Just to clarify:
The resync _never_ finishes after we kill it by doing a mkfs.xfs on a
logical volume on a RAID 5. If we let the sync finish before calling
mkfs.xfs, there is no problem.
With the resync daemon hung we can continue to use the RAID normally,
although the sync never progresses.

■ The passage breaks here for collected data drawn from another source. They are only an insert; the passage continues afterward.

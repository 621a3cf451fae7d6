//! Error types for the image merge pipeline.

/// Errors that can occur while encoding, merging, or serving images.
#[derive(Debug, thiserror::Error)]
pub enum MergeError {
    /// API key missing or invalid.
    #[error("authentication failed: {0}")]
    Auth(String),

    /// The generation API returned an error response.
    #[error("API error: {status} - {message}")]
    Api { status: u16, message: String },

    /// Rate limit exceeded on the generation API.
    #[error("rate limited by the generation API")]
    RateLimited,

    /// Content was blocked by the model's safety filters.
    #[error("content blocked: {0}")]
    ContentBlocked(String),

    /// Invalid request parameters (missing image or prompt).
    #[error("{0}")]
    InvalidRequest(String),

    /// The model returned no candidates at all.
    #[error("No candidate response from the model.")]
    NoCandidate,

    /// The model answered, but no response part carried image data.
    #[error("API did not return an image. It may have refused the request.")]
    NoImage,

    /// Network or HTTP error.
    #[error("network error: {0}")]
    Network(#[from] reqwest::Error),

    /// Failed to decode base64 or recognize an image format.
    #[error("failed to decode: {0}")]
    Decode(String),

    /// I/O error (e.g., reading an input file or saving the result).
    #[error("I/O error: {0}")]
    Io(#[from] std::io::Error),

    /// JSON serialization/deserialization error.
    #[error("JSON error: {0}")]
    Json(#[from] serde_json::Error),
}

impl MergeError {
    /// HTTP status the merge endpoint uses when reporting this error.
    ///
    /// Only request validation maps to 400; every upstream or internal
    /// failure is reported as 500 with the error's message in the body.
    pub fn http_status(&self) -> u16 {
        match self {
            Self::InvalidRequest(_) => 400,
            _ => 500,
        }
    }
}

/// Result type alias for merge operations.
pub type Result<T> = std::result::Result<T, MergeError>;
//! The merge endpoint: a stateless HTTP proxy in front of the model API.
//!
//! The handler never lets an error escape: every failure is mapped to a
//! JSON `{ "error": ... }` payload with the status from
//! [`MergeError::http_status`].

use crate::capture::EncodedImage;
use crate::error::Result;
use crate::merge::backend::MergeBackend;
use crate::merge::types::{MergeRequest, MISSING_FIELDS};
use axum::extract::rejection::JsonRejection;
use axum::extract::State;
use axum::http::StatusCode;
use axum::response::Html;
use axum::routing::{get, post};
use axum::{Json, Router};
use serde::{Deserialize, Serialize};
use std::net::SocketAddr;
use std::sync::Arc;
use std::time::Instant;

/// The single-page frontend, embedded at compile time.
const INDEX_HTML: &str = include_str!("../assets/index.html");

/// Shared handler state: the injected merge backend.
#[derive(Clone)]
pub struct AppState {
    backend: Arc<dyn MergeBackend>,
}

impl AppState {
    /// Creates handler state around a merge backend.
    pub fn new(backend: Arc<dyn MergeBackend>) -> Self {
        Self { backend }
    }
}

/// Incoming body for `POST /api/generate`. All fields are optional at the
/// wire level so absence maps to a 400 rather than a deserialization error.
#[derive(Debug, Deserialize)]
struct GenerateBody {
    image1: Option<EncodedImage>,
    image2: Option<EncodedImage>,
    prompt: Option<String>,
}

#[derive(Debug, Serialize)]
#[serde(rename_all = "camelCase")]
struct GenerateResponse {
    image_url: String,
}

#[derive(Debug, Serialize)]
struct ErrorBody {
    error: String,
}

/// Builds the application router.
pub fn router(state: AppState) -> Router {
    Router::new()
        .route("/", get(index))
        .route("/healthz", get(healthz))
        .route("/api/generate", post(generate))
        .with_state(state)
}

/// Binds the address and serves until the process is stopped.
pub async fn serve(addr: SocketAddr, backend: Arc<dyn MergeBackend>) -> Result<()> {
    let app = router(AppState::new(backend));
    let listener = tokio::net::TcpListener::bind(addr).await?;
    tracing::info!(%addr, "imagemix server listening");
    axum::serve(listener, app).await?;
    Ok(())
}

async fn index() -> Html<&'static str> {
    Html(INDEX_HTML)
}

async fn healthz() -> StatusCode {
    StatusCode::OK
}

async fn generate(
    State(state): State<AppState>,
    body: std::result::Result<Json<GenerateBody>, JsonRejection>,
) -> (StatusCode, Json<serde_json::Value>) {
    // A body that isn't valid JSON still resolves to the error envelope
    let Json(body) = match body {
        Ok(body) => body,
        Err(rejection) => return error_response(rejection.status(), &rejection.body_text()),
    };

    // Received -> Validated
    let request = match (body.image1, body.image2, body.prompt) {
        (Some(image1), Some(image2), Some(prompt)) => MergeRequest::new(image1, image2, prompt),
        _ => return error_response(StatusCode::BAD_REQUEST, MISSING_FIELDS),
    };
    if let Err(e) = request.validate() {
        return error_response(StatusCode::BAD_REQUEST, &e.to_string());
    }

    // Validated -> Dispatched-to-model
    let start = Instant::now();
    match state.backend.merge(&request).await {
        Ok(merged) => {
            tracing::info!(
                model = state.backend.model(),
                size_bytes = merged.size(),
                elapsed_ms = start.elapsed().as_millis() as u64,
                "merge succeeded"
            );
            let response = GenerateResponse {
                image_url: merged.to_data_url(),
            };
            (
                StatusCode::OK,
                Json(serde_json::to_value(response).unwrap_or_default()),
            )
        }
        Err(e) => {
            tracing::warn!(
                elapsed_ms = start.elapsed().as_millis() as u64,
                "merge failed: {e}"
            );
            let status =
                StatusCode::from_u16(e.http_status()).unwrap_or(StatusCode::INTERNAL_SERVER_ERROR);
            error_response(status, &e.to_string())
        }
    }
}

fn error_response(status: StatusCode, message: &str) -> (StatusCode, Json<serde_json::Value>) {
    let body = ErrorBody {
        error: message.to_string(),
    };
    (
        status,
        Json(serde_json::to_value(body).unwrap_or_default()),
    )
}
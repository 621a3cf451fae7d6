//! Application shell state machine.
//!
//! Holds the two image slots, the prompt, and the in-flight/result flags,
//! and enforces the transitions the UI is allowed to make. The browser
//! frontend mirrors this machine in JavaScript; the CLI drives this one
//! directly.

use crate::capture::{EncodedImage, ImageFormat};
use crate::merge::types::MergeRequest;

/// Fixed prefix for the downloaded/saved output file.
pub const DOWNLOAD_FILE_PREFIX: &str = "merged-image";

/// Which of the two upload slots an image goes into.
#[derive(Debug, Clone, Copy, PartialEq, Eq)]
pub enum ImageSlot {
    /// First upload slot.
    First,
    /// Second upload slot.
    Second,
}

/// The observable phase of the shell, derived from its fields.
#[derive(Debug, Clone, Copy, PartialEq, Eq)]
pub enum ShellPhase {
    /// Nothing entered yet.
    Idle,
    /// Some inputs present, but not all three.
    ImagesPartial,
    /// Both images set and the prompt is non-empty.
    ReadyToGenerate,
    /// A generate call is in flight.
    Generating,
    /// A merged image is available.
    Succeeded,
    /// The last attempt failed.
    Failed,
}

/// UI state for the merge application.
#[derive(Debug, Default)]
pub struct AppShell {
    image1: Option<EncodedImage>,
    image2: Option<EncodedImage>,
    prompt: String,
    loading: bool,
    result: Option<String>,
    error: Option<String>,
}

impl AppShell {
    /// Creates an empty shell in the Idle phase.
    pub fn new() -> Self {
        Self::default()
    }

    /// Stores an uploaded image, replacing any previous one in the slot.
    ///
    /// Uploads are ignored while a generate call is in flight, matching
    /// the disabled inputs in the frontend.
    pub fn set_image(&mut self, slot: ImageSlot, image: EncodedImage) {
        if self.loading {
            return;
        }
        match slot {
            ImageSlot::First => self.image1 = Some(image),
            ImageSlot::Second => self.image2 = Some(image),
        }
    }

    /// Clears an upload slot.
    pub fn clear_image(&mut self, slot: ImageSlot) {
        if self.loading {
            return;
        }
        match slot {
            ImageSlot::First => self.image1 = None,
            ImageSlot::Second => self.image2 = None,
        }
    }

    /// Updates the prompt text.
    pub fn set_prompt(&mut self, prompt: impl Into<String>) {
        if self.loading {
            return;
        }
        self.prompt = prompt.into();
    }

    /// Returns the preview data URL for a slot, if an image is set.
    pub fn preview(&self, slot: ImageSlot) -> Option<String> {
        match slot {
            ImageSlot::First => self.image1.as_ref().map(EncodedImage::to_data_url),
            ImageSlot::Second => self.image2.as_ref().map(EncodedImage::to_data_url),
        }
    }

    /// True when both images are set and the prompt is non-empty.
    pub fn is_form_complete(&self) -> bool {
        self.image1.is_some() && self.image2.is_some() && !self.prompt.trim().is_empty()
    }

    /// The current phase.
    pub fn phase(&self) -> ShellPhase {
        if self.loading {
            return ShellPhase::Generating;
        }
        if self.result.is_some() {
            return ShellPhase::Succeeded;
        }
        if self.error.is_some() {
            return ShellPhase::Failed;
        }
        if self.is_form_complete() {
            return ShellPhase::ReadyToGenerate;
        }
        if self.image1.is_some() || self.image2.is_some() || !self.prompt.trim().is_empty() {
            return ShellPhase::ImagesPartial;
        }
        ShellPhase::Idle
    }

    /// Begins a generate attempt.
    ///
    /// Returns the request to dispatch, or `None` when the form is
    /// incomplete or a call is already in flight (no duplicate
    /// submissions). Clears any previous result and error.
    pub fn begin_generate(&mut self) -> Option<MergeRequest> {
        if self.loading || !self.is_form_complete() {
            return None;
        }
        let (Some(image1), Some(image2)) = (self.image1.clone(), self.image2.clone()) else {
            return None;
        };

        self.loading = true;
        self.result = None;
        self.error = None;

        Some(MergeRequest::new(image1, image2, self.prompt.clone()))
    }

    /// Completes the in-flight generate attempt.
    ///
    /// Loading is cleared before the result is stored, so the shell never
    /// holds a success value and a pending-loading flag at the same time.
    /// Exactly one of result/error is populated afterwards.
    pub fn finish(&mut self, outcome: std::result::Result<String, String>) {
        self.loading = false;
        match outcome {
            Ok(data_url) => {
                self.result = Some(data_url);
                self.error = None;
            }
            Err(message) => {
                self.error = Some(message);
                self.result = None;
            }
        }
    }

    /// The generated image's data URL, in the Succeeded phase.
    pub fn result(&self) -> Option<&str> {
        self.result.as_deref()
    }

    /// The failure message, in the Failed phase.
    pub fn error(&self) -> Option<&str> {
        self.error.as_deref()
    }

    /// File name for the download action. Only available once a result
    /// exists; the extension follows the result's MIME type.
    pub fn download_file_name(&self) -> Option<String> {
        let result = self.result.as_deref()?;
        let extension = result
            .strip_prefix("data:")
            .and_then(|rest| rest.split(';').next())
            .and_then(ImageFormat::from_mime_type)
            .unwrap_or_default()
            .extension();
        Some(format!("{DOWNLOAD_FILE_PREFIX}.{extension}"))
    }
}
//! Image capture: turning a user-selected file into an encoded payload.

use crate::error::{MergeError, Result};
use base64::Engine;
use serde::{Deserialize, Serialize};
use std::path::Path;

/// Supported image formats.
#[derive(Debug, Clone, Copy, PartialEq, Eq, Default, Serialize, Deserialize)]
#[serde(rename_all = "lowercase")]
pub enum ImageFormat {
    /// PNG format (lossless).
    #[default]
    Png,
    /// JPEG format (lossy).
    Jpeg,
    /// WebP format (modern, efficient).
    WebP,
}

impl ImageFormat {
    /// Returns the file extension for this format.
    pub fn extension(&self) -> &'static str {
        match self {
            Self::Png => "png",
            Self::Jpeg => "jpg",
            Self::WebP => "webp",
        }
    }

    /// Returns the MIME type for this format.
    pub fn mime_type(&self) -> &'static str {
        match self {
            Self::Png => "image/png",
            Self::Jpeg => "image/jpeg",
            Self::WebP => "image/webp",
        }
    }

    /// Attempts to detect format from file extension.
    pub fn from_extension(ext: &str) -> Option<Self> {
        match ext.to_lowercase().as_str() {
            "png" => Some(Self::Png),
            "jpg" | "jpeg" => Some(Self::Jpeg),
            "webp" => Some(Self::WebP),
            _ => None,
        }
    }

    /// Attempts to detect format from a MIME type string.
    pub fn from_mime_type(mime: &str) -> Option<Self> {
        match mime {
            "image/png" => Some(Self::Png),
            "image/jpeg" | "image/jpg" => Some(Self::Jpeg),
            "image/webp" => Some(Self::WebP),
            _ => None,
        }
    }

    /// Detects image format from magic bytes.
    pub fn from_magic_bytes(data: &[u8]) -> Option<Self> {
        if data.len() < 12 {
            return None;
        }

        // PNG: 89 50 4E 47 0D 0A 1A 0A
        if data.starts_with(&[0x89, 0x50, 0x4E, 0x47, 0x0D, 0x0A, 0x1A, 0x0A]) {
            return Some(Self::Png);
        }

        // JPEG: FF D8 FF
        if data.starts_with(&[0xFF, 0xD8, 0xFF]) {
            return Some(Self::Jpeg);
        }

        // WebP: RIFF....WEBP
        if data.starts_with(b"RIFF") && &data[8..12] == b"WEBP" {
            return Some(Self::WebP);
        }

        None
    }
}

/// A user-supplied image, base64-encoded with its MIME type.
///
/// This is the wire form the frontend, the merge endpoint, and the Gemini
/// API all exchange: a bare base64 payload (no data-URL prefix) plus the
/// MIME type as a separate field.
#[derive(Debug, Clone, PartialEq, Eq, Serialize, Deserialize)]
#[serde(rename_all = "camelCase")]
pub struct EncodedImage {
    /// Base64-encoded image bytes, standard alphabet, no prefix.
    pub base64: String,
    /// MIME type of the encoded bytes (e.g. "image/png").
    pub mime_type: String,
}

impl EncodedImage {
    /// Encodes raw image bytes, sniffing the MIME type from magic bytes.
    pub fn from_bytes(data: &[u8]) -> Result<Self> {
        let format = ImageFormat::from_magic_bytes(data)
            .ok_or_else(|| MergeError::Decode("Unknown image format".into()))?;
        Ok(Self {
            base64: base64::engine::general_purpose::STANDARD.encode(data),
            mime_type: format.mime_type().to_string(),
        })
    }

    /// Reads and encodes an image file.
    ///
    /// Single-shot read with one resolution point; the file extension is
    /// used as a fallback when the content's magic bytes are unrecognized.
    pub async fn from_path(path: impl AsRef<Path>) -> Result<Self> {
        let path = path.as_ref();
        let data = tokio::fs::read(path).await?;

        match Self::from_bytes(&data) {
            Ok(img) => Ok(img),
            Err(e) => {
                let ext_format = path
                    .extension()
                    .and_then(|ext| ext.to_str())
                    .and_then(ImageFormat::from_extension);
                match ext_format {
                    Some(format) => Ok(Self {
                        base64: base64::engine::general_purpose::STANDARD.encode(&data),
                        mime_type: format.mime_type().to_string(),
                    }),
                    None => Err(e),
                }
            }
        }
    }

    /// Returns the full data-URL form, usable directly as an image source.
    pub fn to_data_url(&self) -> String {
        format!("data:{};base64,{}", self.mime_type, self.base64)
    }

    /// Decoded size of the payload in bytes.
    pub fn decoded_len(&self) -> usize {
        // 4 base64 chars encode 3 bytes; padding overcounts by at most 2.
        let padding = self.base64.bytes().rev().take_while(|&b| b == b'=').count();
        (self.base64.len() / 4 * 3).saturating_sub(padding)
    }

    /// Returns true if the payload is empty.
    pub fn is_empty(&self) -> bool {
        self.base64.is_empty()
    }
}
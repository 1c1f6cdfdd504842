//! Guard predicates for matching states and inputs.
//!
//! Guards are pure boolean functions used inside transition rules. The
//! "any state" and "any input" wildcards are just guards that always pass.

use std::fmt;
use std::sync::Arc;

/// Pure predicate over a state or an input.
///
/// Guards are evaluated by transition rules before they produce a result.
/// They encapsulate pre-conditions as pure functions.
///
/// # Example
///
/// ```rust
/// use effect_automaton::core::Guard;
///
/// #[derive(Clone, PartialEq, Debug)]
/// enum AuthState {
///     LoggedOut,
///     LoggingIn,
///     LoggedIn,
/// }
///
/// let can_force_logout = Guard::one_of([AuthState::LoggingIn, AuthState::LoggedIn]);
///
/// assert!(can_force_logout.check(&AuthState::LoggedIn));
/// assert!(!can_force_logout.check(&AuthState::LoggedOut));
/// ```
pub struct Guard<T> {
    predicate: Arc<dyn Fn(&T) -> bool + Send + Sync>,
}

impl<T> Guard<T> {
    /// Create a guard from a pure predicate function.
    ///
    /// The predicate must be pure (deterministic, no side effects) and
    /// thread-safe (Send + Sync).
    pub fn new<F>(predicate: F) -> Self
    where
        F: Fn(&T) -> bool + Send + Sync + 'static,
    {
        Guard {
            predicate: Arc::new(predicate),
        }
    }

    /// Guard that accepts every value.
    pub fn any() -> Self {
        Guard::new(|_| true)
    }

    /// Check if the guard accepts this value.
    pub fn check(&self, value: &T) -> bool {
        (self.predicate)(value)
    }
}

impl<T> Guard<T>
where
    T: PartialEq + Send + Sync + 'static,
{
    /// Guard that accepts values equal to `expected`.
    pub fn equals(expected: T) -> Self {
        Guard::new(move |value| *value == expected)
    }

    /// Guard that accepts any of the listed values.
    pub fn one_of<V>(values: V) -> Self
    where
        V: IntoIterator<Item = T>,
    {
        let values: Vec<T> = values.into_iter().collect();
        Guard::new(move |value| values.contains(value))
    }
}

/// Guard that accepts every value. Shorthand for [`Guard::any`].
pub fn any<T>() -> Guard<T> {
    Guard::any()
}

impl<T> Clone for Guard<T> {
    fn clone(&self) -> Self {
        Self {
            predicate: Arc::clone(&self.predicate),
        }
    }
}

impl<T> fmt::Debug for Guard<T> {
    fn fmt(&self, f: &mut fmt::Formatter<'_>) -> fmt::Result {
        f.debug_struct("Guard").finish_non_exhaustive()
    }
}

impl<T> From<T> for Guard<T>
where
    T: PartialEq + Send + Sync + 'static,
{
    fn from(expected: T) -> Self {
        Guard::equals(expected)
    }
}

A reboot never completes because it
can't get rid of raid5syncd, which is in uninterruptible sleep.
FYI, here's my processor info:
----------
processor : 0
vendor_id : GenuineIntel
cpu family : 6
model : 8
model name : Celeron (Coppermine)
stepping : 3
cpu MHz : 564.849
cache size : 128 KB
fdiv_bug : no
hlt_bug : no
f00f_bug : no
coma_bug : no
fpu : yes
fpu_exception : yes
cpuid level : 2
wp : yes
flags : fpu vme de pse tsc msr pae mce cx8 sep mtrr pge mca cmov
pat pse36 mmx
fxsr sse
bogomips : 1127.22
--------------------
> -----Original Message-----
> From: Scott Smyth [mailto:SSmyth@xxxxxxxxxx]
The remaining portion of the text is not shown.